Tushar Chaudhary (born 18 December 1965) is an Indian politician and a leader of the Indian National Congress in Gujarat. He was elected to Gujarat Legislative Assembly in 2002 and 2022, and to Lok Sabha in 2004 and 2009.

Early life 
Chaudhary was born on 18 December 1965 in Bedkuvta Valod village in Surat district of Gujarat. He is a son of Amarsinh Chaudhary, a politician and former chief minister of Gujarat.

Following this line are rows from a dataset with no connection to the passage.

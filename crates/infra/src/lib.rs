//! Infrastructure layer: repositories, the price sync queue, the automation driver,
//! configuration and outbound notifications.

pub mod automation;
pub mod config;
pub mod notify;
pub mod repository;
pub mod sync;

He has studied MBBS from Maharaja Sayajirao University of Baroda.

Career 
He was elected from Vyara in 2002 Gujarat legislative assembly election. In 2004, he was elected to 14th Lok Sabha from Mandvi constituency. In 2009, he was elected to the 15th Lok Sabha from Bardoli constituency. He was the Union Minister of State for Tribal Affairs from 28 May 2009 to 28 September 2012. On 28 September 2012 he became the Union Minister of State for Road Transport and Highways.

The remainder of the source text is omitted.